(Data extracts begins)
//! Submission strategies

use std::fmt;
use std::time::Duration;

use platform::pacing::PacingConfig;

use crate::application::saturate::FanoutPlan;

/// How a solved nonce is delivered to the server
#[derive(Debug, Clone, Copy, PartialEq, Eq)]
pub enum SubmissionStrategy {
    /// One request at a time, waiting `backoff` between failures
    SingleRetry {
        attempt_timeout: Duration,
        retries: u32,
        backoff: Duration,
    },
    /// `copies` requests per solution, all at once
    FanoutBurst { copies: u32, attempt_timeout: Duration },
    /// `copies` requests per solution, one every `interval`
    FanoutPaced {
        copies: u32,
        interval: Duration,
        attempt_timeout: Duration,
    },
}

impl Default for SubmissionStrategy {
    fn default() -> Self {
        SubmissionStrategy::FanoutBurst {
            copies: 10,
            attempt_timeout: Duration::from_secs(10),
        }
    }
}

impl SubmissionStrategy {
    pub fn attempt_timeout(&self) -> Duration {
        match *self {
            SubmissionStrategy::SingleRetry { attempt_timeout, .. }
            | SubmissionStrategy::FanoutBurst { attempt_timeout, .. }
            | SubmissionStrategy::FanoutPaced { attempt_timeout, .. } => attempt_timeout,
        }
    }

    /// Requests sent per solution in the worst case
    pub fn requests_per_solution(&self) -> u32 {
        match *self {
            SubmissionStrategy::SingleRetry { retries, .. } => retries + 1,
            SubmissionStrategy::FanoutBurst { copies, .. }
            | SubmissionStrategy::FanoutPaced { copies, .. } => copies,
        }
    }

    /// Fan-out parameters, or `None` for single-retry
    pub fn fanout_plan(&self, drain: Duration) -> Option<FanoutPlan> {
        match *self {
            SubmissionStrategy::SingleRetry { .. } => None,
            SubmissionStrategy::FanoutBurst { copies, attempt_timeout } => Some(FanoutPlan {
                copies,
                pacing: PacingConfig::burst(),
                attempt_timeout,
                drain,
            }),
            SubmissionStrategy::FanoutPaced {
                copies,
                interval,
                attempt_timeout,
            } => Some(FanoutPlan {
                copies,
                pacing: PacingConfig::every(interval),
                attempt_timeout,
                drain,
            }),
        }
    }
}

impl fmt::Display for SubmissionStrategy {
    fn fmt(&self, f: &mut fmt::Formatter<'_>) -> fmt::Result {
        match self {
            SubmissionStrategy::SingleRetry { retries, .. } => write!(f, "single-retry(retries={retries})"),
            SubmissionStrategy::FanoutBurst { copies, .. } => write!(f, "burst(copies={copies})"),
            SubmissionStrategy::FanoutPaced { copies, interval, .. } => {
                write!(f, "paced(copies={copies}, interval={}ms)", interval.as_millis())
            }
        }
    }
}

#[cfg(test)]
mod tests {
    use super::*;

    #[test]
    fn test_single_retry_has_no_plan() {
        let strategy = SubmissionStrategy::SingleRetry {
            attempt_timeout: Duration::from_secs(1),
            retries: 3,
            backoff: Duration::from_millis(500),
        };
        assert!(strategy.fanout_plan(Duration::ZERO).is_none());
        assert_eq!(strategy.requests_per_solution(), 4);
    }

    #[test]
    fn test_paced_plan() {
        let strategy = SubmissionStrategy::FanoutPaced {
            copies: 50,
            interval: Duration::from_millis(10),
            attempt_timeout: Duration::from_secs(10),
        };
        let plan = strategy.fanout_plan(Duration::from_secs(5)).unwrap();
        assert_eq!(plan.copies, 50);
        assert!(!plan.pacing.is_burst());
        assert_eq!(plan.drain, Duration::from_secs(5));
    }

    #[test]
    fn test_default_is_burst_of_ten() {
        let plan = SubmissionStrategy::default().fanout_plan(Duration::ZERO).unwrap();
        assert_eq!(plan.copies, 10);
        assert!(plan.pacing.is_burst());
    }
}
(Data extracts ends)
(Data extracts begins)
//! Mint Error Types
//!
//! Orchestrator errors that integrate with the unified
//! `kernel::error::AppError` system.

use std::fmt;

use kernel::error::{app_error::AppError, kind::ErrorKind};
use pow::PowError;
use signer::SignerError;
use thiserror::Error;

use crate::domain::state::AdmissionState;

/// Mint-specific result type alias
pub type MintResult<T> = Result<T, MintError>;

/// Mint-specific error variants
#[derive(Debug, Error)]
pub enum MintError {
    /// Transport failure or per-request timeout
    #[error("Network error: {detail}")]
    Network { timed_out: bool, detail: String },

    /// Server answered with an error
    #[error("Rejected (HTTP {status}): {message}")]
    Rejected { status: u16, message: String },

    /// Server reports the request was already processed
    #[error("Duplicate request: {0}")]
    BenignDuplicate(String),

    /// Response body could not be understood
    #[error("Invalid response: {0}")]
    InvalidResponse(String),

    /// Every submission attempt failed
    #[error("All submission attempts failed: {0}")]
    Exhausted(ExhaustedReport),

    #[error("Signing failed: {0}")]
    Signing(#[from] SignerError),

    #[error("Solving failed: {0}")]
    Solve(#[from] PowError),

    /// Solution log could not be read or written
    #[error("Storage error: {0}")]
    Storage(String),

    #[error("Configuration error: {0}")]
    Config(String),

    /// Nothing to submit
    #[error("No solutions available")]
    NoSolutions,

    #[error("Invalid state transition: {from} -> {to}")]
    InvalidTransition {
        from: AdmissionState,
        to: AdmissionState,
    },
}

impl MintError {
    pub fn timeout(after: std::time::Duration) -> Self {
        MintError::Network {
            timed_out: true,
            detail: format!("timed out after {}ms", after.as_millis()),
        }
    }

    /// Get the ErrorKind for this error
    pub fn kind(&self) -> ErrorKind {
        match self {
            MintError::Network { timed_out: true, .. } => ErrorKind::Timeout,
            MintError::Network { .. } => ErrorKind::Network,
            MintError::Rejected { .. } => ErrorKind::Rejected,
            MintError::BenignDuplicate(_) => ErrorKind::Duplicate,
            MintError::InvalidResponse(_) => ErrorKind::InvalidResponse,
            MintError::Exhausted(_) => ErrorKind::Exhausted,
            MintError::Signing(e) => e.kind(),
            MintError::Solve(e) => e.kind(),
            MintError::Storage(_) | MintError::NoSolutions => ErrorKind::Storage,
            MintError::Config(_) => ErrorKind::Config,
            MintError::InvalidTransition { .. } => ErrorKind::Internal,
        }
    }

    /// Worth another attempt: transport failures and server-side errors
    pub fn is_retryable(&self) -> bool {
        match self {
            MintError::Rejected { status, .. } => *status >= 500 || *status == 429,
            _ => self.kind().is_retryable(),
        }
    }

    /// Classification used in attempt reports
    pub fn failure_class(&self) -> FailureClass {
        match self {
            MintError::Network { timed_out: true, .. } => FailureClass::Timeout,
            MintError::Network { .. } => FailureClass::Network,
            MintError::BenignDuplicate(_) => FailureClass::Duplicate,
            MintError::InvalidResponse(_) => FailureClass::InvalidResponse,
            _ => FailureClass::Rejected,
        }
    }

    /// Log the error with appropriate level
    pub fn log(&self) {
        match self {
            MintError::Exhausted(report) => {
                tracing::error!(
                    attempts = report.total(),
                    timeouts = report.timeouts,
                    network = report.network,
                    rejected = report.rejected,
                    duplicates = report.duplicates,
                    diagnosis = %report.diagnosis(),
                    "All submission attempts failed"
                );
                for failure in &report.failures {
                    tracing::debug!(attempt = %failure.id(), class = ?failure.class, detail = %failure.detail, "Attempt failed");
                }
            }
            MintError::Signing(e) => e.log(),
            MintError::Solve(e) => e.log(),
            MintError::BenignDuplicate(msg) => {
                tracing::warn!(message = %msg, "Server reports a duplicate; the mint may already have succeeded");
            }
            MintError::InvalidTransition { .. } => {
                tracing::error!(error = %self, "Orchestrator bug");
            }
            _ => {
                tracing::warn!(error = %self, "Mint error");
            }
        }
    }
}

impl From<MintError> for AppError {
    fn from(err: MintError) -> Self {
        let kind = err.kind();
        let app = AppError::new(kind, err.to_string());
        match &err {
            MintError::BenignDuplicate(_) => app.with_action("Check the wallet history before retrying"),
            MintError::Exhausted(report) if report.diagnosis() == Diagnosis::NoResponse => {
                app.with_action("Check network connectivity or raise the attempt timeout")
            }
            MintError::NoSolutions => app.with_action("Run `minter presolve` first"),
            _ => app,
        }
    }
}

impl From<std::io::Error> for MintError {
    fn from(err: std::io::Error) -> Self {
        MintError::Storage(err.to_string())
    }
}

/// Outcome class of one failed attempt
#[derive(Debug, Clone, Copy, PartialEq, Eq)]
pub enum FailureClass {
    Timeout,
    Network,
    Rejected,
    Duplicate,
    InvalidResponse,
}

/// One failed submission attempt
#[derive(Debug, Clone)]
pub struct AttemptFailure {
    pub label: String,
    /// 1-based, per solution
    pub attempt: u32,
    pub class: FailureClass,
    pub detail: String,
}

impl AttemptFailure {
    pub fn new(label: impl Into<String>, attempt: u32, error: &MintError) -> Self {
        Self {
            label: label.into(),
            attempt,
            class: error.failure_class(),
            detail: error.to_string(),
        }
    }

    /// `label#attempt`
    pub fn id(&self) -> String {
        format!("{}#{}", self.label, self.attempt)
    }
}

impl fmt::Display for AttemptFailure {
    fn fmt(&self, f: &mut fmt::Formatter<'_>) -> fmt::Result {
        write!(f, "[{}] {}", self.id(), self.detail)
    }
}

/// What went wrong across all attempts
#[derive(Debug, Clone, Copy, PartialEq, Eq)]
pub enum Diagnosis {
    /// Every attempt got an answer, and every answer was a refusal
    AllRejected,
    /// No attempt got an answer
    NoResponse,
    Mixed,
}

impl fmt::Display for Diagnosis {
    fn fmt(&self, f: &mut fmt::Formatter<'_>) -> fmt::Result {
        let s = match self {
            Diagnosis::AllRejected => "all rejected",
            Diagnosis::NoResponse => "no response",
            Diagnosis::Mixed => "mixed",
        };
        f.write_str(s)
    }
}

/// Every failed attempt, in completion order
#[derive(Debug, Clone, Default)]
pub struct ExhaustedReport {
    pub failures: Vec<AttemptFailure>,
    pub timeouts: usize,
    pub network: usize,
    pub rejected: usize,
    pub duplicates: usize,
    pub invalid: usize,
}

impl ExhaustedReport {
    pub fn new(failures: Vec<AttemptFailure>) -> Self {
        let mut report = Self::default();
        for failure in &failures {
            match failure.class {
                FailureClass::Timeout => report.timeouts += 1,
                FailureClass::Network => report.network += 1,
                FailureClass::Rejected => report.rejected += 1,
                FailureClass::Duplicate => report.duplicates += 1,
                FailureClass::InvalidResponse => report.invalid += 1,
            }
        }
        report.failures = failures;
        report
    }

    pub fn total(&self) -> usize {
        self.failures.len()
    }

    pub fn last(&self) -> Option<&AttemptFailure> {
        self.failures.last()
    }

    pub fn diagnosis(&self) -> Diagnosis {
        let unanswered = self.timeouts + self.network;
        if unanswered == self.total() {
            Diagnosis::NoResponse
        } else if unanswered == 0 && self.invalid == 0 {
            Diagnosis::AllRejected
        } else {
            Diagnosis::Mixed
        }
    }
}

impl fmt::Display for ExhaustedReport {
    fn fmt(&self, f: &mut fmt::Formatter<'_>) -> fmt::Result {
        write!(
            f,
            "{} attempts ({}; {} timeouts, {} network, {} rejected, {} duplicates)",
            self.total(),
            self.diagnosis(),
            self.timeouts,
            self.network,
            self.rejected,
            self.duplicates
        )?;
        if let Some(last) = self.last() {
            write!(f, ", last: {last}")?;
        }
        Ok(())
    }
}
(Data extracts ends)
◆ Goal of the exercise:
Only the lines above starting at the one containing "or per-request timeout" and ending at the one containing "was already processed", both included, are to be returned, exactly as they read.

◆ Exercise solution:
    /// Transport failure or per-request timeout
    #[error("Network error: {detail}")]
    Network { timed_out: bool, detail: String },

    /// Server answered with an error
    #[error("Rejected (HTTP {status}): {message}")]
    Rejected { status: u16, message: String },

    /// Server reports the request was already processed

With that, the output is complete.